- Exercise input
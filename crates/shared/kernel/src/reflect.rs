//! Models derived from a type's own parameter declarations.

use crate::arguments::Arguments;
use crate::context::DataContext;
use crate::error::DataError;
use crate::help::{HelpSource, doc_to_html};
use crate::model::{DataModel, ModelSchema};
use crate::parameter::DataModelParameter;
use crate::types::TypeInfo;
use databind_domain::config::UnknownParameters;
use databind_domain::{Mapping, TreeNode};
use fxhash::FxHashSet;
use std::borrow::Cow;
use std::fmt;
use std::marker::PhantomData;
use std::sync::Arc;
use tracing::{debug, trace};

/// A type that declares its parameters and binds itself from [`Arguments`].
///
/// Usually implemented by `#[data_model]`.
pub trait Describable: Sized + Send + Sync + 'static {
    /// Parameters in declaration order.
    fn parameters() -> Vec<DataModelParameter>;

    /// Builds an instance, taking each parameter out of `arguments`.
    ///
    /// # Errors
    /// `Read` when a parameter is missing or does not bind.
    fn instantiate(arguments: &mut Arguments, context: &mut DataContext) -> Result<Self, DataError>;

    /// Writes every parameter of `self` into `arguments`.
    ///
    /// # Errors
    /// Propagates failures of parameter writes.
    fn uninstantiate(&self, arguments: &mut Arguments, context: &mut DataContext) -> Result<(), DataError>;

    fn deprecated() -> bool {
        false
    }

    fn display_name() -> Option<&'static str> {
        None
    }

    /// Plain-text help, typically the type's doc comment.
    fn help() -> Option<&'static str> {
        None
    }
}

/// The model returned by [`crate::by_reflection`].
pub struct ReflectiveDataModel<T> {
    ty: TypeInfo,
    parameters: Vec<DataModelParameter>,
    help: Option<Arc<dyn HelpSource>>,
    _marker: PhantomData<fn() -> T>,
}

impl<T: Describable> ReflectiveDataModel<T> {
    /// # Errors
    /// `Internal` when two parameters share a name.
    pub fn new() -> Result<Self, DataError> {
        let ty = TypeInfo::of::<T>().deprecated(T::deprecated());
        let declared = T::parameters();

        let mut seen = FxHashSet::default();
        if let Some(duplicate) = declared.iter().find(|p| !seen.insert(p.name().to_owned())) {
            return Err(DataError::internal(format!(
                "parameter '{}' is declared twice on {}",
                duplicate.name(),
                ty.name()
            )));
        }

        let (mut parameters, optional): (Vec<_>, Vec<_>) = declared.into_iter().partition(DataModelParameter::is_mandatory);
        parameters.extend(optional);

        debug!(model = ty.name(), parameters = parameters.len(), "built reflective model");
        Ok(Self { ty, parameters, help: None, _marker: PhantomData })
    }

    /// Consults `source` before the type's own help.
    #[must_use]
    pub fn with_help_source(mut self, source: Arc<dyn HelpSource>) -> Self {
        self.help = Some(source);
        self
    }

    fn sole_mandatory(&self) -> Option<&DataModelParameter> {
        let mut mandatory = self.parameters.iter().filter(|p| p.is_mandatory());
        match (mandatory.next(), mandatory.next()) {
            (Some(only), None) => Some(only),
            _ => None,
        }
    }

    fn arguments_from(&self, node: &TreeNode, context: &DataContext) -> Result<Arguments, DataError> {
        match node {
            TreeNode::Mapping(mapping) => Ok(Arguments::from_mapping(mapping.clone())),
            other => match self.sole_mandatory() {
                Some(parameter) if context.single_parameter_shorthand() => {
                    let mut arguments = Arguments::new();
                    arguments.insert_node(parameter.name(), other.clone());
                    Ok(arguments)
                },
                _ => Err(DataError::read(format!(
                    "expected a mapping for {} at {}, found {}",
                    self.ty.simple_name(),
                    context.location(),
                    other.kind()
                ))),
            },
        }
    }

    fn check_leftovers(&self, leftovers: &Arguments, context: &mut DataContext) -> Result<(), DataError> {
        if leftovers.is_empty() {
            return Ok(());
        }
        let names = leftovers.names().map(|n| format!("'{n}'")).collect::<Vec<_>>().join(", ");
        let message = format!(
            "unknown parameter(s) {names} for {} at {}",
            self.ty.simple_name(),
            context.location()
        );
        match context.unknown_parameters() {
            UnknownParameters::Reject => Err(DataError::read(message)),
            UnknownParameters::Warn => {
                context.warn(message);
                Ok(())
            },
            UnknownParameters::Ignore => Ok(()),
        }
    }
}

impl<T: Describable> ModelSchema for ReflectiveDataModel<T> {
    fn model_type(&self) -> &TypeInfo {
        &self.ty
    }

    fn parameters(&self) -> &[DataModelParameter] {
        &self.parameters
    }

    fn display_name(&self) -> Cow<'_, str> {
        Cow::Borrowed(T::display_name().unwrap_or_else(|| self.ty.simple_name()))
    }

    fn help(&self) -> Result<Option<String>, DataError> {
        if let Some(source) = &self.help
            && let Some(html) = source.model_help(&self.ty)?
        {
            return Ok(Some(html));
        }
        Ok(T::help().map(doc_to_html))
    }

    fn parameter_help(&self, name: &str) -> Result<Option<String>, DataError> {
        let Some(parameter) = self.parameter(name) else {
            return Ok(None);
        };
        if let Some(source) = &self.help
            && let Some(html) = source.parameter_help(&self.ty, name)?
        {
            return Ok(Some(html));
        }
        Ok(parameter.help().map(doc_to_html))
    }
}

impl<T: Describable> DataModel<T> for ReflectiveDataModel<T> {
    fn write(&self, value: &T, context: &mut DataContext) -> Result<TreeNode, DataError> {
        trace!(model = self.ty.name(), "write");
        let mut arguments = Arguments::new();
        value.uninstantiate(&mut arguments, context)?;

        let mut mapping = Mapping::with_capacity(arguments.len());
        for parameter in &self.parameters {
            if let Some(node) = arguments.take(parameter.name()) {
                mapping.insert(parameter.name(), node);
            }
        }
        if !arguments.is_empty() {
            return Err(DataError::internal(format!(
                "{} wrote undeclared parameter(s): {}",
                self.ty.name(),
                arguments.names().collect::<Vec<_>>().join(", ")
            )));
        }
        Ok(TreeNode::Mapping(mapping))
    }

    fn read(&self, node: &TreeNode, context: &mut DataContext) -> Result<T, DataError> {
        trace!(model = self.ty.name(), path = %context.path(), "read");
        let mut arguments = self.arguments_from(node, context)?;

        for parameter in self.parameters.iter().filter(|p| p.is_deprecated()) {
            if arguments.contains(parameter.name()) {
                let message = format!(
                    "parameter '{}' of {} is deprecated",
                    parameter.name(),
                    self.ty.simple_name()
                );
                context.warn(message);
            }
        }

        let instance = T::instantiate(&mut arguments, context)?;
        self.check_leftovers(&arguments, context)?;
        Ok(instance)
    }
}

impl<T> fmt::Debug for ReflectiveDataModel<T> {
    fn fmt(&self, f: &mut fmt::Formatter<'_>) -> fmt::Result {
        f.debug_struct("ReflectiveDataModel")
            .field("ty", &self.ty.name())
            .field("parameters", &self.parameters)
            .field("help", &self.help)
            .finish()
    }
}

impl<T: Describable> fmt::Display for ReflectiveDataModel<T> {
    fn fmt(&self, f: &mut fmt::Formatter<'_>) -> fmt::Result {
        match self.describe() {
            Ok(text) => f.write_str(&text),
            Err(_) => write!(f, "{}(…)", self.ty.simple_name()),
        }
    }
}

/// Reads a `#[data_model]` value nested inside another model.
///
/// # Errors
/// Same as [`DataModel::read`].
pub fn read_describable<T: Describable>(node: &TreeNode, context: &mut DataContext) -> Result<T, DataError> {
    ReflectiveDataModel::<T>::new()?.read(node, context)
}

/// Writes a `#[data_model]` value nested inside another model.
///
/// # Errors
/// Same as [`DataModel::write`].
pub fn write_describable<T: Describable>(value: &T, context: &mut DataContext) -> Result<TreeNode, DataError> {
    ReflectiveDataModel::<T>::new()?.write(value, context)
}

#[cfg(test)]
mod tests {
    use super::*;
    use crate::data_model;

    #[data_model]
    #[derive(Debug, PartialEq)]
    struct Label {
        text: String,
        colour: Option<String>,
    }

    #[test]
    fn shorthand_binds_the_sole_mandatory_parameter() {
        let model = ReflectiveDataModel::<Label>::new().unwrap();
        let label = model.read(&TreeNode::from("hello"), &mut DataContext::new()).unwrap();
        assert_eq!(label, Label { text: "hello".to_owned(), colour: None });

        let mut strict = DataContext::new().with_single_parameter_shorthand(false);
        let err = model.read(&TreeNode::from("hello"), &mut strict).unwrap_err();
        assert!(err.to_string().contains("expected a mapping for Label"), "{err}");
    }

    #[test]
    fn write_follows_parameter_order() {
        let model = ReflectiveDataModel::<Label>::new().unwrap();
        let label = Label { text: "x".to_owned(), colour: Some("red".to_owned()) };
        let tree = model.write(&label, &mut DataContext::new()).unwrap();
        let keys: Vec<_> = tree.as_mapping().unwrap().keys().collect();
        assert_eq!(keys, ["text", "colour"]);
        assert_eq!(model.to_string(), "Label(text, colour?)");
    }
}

---

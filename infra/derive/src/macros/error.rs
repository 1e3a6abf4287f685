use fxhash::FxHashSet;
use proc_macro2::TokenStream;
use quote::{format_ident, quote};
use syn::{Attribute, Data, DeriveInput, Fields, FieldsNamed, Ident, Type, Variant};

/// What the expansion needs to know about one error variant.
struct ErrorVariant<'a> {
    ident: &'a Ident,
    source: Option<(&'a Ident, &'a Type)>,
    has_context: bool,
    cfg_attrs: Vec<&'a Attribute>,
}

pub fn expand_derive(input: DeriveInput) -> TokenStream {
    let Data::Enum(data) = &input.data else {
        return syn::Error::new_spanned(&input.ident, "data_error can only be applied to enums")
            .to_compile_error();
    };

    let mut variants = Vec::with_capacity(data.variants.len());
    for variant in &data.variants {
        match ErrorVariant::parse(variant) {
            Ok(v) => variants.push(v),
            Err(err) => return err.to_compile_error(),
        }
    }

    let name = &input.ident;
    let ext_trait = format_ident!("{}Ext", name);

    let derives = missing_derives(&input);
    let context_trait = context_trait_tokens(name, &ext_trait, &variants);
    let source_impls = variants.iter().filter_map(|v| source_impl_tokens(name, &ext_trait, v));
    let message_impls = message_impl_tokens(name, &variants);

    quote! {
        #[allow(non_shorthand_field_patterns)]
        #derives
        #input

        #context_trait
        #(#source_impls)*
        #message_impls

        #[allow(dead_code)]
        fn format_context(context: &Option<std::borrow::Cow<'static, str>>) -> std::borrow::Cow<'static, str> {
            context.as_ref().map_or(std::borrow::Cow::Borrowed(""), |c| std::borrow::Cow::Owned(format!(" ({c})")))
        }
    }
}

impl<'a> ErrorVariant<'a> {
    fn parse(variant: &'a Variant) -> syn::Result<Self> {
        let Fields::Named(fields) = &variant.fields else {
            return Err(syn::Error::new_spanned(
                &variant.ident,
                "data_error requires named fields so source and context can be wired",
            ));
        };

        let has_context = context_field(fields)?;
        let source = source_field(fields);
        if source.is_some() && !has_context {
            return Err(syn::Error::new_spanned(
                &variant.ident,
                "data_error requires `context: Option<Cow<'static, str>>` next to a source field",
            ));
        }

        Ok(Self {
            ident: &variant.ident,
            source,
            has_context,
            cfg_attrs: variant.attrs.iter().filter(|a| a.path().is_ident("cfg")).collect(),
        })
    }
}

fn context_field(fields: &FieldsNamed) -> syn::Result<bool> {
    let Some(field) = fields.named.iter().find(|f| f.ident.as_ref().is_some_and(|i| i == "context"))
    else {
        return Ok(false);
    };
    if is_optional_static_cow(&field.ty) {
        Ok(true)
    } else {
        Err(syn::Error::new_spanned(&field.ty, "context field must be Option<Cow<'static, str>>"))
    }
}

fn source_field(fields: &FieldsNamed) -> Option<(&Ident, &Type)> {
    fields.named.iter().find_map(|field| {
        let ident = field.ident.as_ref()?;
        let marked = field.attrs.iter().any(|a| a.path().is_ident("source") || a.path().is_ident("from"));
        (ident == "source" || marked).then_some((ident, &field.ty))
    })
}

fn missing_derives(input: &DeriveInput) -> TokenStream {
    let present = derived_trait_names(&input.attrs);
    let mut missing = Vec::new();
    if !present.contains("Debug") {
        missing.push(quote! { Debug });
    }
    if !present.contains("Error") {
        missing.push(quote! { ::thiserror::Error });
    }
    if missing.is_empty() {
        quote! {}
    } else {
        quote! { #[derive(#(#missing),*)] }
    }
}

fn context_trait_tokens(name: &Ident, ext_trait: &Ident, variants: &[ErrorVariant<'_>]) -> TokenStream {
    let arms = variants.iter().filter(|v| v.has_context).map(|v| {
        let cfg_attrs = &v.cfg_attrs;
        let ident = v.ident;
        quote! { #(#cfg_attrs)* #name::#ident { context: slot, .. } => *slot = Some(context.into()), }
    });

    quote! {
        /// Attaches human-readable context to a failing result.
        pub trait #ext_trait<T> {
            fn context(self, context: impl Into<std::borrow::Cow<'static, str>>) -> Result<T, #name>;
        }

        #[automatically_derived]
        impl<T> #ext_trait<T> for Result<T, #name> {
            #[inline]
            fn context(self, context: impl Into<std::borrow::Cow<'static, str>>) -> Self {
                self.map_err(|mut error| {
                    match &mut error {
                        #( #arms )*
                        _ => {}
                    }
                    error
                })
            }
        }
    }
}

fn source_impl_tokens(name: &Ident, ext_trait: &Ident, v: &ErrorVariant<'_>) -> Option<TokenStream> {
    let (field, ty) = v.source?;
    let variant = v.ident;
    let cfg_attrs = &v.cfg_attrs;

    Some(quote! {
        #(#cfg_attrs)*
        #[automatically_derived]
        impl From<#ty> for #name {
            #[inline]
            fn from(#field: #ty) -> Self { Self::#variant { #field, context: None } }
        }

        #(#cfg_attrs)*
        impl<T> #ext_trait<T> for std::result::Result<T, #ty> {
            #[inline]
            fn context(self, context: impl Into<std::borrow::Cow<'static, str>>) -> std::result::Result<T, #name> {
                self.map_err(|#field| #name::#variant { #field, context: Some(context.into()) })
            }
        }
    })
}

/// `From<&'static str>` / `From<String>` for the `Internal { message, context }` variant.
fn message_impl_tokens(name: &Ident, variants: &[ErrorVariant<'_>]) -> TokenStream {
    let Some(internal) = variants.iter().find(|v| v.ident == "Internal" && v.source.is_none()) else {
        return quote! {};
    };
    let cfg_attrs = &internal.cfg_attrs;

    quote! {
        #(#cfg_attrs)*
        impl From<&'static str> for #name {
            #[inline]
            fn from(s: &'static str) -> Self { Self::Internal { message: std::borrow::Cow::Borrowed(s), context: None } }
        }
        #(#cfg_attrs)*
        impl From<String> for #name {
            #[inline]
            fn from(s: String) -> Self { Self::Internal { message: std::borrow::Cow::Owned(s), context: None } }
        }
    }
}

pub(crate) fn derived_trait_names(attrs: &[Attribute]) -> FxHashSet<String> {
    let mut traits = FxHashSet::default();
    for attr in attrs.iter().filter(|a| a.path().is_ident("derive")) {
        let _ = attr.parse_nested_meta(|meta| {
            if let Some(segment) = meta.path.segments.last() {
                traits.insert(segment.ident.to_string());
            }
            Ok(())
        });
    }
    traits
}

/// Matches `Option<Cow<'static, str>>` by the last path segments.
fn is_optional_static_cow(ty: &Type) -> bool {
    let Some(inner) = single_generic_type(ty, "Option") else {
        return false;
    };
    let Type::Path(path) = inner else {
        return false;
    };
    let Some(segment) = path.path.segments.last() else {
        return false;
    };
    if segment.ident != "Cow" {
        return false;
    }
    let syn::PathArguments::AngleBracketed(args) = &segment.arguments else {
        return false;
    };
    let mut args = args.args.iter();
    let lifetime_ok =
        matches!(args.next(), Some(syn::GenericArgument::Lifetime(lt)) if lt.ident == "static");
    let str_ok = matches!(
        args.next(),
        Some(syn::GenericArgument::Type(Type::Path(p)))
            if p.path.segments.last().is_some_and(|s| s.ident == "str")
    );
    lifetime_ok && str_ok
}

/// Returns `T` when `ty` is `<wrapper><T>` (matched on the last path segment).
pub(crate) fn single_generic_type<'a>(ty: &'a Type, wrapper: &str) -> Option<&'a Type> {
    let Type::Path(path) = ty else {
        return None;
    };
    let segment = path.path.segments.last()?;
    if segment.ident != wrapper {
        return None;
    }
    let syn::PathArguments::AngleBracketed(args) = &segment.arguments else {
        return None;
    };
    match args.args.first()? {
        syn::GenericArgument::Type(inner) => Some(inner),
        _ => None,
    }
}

---

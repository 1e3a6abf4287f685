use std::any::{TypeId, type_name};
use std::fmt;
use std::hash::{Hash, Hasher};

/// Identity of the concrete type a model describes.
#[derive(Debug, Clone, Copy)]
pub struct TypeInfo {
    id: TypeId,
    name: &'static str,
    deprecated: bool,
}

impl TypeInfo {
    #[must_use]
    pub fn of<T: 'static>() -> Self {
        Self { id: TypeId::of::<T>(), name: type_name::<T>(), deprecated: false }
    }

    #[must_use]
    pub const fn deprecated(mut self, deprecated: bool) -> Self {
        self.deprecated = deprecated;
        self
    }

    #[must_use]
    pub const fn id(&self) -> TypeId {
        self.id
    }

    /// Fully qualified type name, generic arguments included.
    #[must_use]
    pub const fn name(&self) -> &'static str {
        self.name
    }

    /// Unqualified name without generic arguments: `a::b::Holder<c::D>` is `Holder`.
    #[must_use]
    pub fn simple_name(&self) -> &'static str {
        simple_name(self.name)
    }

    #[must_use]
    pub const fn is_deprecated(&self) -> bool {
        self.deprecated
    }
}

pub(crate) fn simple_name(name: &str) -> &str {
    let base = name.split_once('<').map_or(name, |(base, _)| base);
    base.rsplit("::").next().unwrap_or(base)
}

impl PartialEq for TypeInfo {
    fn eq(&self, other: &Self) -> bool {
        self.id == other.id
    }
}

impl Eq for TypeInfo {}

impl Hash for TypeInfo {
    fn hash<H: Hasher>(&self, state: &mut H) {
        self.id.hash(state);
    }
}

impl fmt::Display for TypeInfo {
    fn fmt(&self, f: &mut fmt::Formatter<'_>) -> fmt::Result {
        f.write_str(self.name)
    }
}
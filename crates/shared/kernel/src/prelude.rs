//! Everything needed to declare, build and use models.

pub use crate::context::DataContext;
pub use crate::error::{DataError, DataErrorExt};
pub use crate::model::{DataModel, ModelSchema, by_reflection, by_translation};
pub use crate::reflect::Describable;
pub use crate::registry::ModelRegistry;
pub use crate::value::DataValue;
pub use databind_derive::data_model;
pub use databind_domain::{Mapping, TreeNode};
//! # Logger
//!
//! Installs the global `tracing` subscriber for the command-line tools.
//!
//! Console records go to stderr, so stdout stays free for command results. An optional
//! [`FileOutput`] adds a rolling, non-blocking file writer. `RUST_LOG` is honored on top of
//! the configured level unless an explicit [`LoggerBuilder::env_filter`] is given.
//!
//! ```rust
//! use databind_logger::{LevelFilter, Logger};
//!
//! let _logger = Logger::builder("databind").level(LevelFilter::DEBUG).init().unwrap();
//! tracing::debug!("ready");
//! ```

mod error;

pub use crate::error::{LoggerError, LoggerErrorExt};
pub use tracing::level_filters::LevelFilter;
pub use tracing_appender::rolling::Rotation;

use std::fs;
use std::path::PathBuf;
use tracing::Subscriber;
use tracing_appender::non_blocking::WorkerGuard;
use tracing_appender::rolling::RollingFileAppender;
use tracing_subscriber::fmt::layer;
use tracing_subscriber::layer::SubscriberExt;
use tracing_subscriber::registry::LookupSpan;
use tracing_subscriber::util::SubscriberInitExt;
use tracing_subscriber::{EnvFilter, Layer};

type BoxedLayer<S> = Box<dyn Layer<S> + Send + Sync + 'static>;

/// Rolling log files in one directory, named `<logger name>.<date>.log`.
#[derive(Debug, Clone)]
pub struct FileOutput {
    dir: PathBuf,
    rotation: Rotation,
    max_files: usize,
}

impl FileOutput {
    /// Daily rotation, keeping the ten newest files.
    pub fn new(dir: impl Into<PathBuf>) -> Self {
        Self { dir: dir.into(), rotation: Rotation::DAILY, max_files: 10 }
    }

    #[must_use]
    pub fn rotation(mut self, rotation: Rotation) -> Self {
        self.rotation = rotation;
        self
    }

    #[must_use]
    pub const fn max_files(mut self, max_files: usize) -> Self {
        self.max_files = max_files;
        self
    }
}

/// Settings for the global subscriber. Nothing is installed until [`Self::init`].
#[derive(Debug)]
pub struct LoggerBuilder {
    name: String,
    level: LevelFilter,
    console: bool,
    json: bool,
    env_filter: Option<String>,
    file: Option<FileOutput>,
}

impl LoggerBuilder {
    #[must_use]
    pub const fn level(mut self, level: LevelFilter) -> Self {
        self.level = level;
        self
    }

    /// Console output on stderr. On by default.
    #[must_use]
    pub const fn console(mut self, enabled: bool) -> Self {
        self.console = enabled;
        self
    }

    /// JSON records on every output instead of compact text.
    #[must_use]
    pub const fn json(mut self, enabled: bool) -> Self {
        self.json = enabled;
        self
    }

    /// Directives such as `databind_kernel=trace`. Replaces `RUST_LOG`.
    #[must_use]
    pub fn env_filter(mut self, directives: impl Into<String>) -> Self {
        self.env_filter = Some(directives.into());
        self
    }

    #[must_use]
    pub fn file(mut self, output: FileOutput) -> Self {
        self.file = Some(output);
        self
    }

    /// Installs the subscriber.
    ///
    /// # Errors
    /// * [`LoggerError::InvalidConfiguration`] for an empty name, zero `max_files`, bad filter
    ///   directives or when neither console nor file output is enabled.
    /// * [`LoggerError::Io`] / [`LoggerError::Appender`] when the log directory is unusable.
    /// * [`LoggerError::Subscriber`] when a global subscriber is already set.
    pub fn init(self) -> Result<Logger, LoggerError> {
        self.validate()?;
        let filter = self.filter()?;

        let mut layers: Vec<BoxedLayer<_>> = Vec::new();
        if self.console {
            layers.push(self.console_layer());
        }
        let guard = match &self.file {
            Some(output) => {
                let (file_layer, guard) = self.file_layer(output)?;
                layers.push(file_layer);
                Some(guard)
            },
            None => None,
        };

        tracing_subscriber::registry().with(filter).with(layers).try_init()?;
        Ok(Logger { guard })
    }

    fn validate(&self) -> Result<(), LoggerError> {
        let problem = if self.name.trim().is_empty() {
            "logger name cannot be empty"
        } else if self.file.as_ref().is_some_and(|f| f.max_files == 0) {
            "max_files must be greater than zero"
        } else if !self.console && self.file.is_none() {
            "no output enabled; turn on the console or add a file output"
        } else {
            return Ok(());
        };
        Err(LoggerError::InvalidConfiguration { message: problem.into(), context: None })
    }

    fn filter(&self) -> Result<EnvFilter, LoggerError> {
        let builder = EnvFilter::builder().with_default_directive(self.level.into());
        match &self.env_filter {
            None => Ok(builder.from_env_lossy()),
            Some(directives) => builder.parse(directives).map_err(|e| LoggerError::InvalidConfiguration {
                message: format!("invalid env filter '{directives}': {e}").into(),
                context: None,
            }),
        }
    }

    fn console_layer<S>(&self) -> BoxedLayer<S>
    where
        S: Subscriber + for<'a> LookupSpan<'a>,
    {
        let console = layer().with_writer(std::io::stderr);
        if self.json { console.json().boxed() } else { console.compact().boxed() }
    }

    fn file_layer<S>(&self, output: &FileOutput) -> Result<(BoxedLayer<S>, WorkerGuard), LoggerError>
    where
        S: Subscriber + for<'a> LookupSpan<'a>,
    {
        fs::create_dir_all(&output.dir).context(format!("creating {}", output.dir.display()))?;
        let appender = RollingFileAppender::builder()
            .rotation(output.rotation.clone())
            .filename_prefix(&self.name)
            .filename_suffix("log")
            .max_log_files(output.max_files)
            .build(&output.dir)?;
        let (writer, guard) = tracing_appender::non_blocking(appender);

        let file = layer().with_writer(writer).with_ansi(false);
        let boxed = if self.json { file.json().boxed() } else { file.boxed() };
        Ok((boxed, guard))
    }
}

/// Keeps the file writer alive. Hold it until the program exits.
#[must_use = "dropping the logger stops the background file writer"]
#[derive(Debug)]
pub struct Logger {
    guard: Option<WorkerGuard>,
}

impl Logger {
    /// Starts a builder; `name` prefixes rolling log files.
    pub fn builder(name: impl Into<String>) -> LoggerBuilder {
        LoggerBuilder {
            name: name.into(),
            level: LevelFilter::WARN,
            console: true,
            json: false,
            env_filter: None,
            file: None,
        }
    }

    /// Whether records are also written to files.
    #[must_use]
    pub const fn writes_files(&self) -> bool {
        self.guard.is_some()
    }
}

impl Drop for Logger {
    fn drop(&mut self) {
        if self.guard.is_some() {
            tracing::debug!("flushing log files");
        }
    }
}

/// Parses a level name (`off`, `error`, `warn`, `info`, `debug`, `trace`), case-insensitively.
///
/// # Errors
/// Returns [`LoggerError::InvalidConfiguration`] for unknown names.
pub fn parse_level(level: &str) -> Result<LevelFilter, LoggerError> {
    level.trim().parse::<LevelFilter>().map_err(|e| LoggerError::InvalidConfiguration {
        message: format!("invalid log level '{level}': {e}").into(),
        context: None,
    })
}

- About this task
Scan the preceding records for lines with the word "requires". Say how many there are and nothing else.

- Answer to this task
2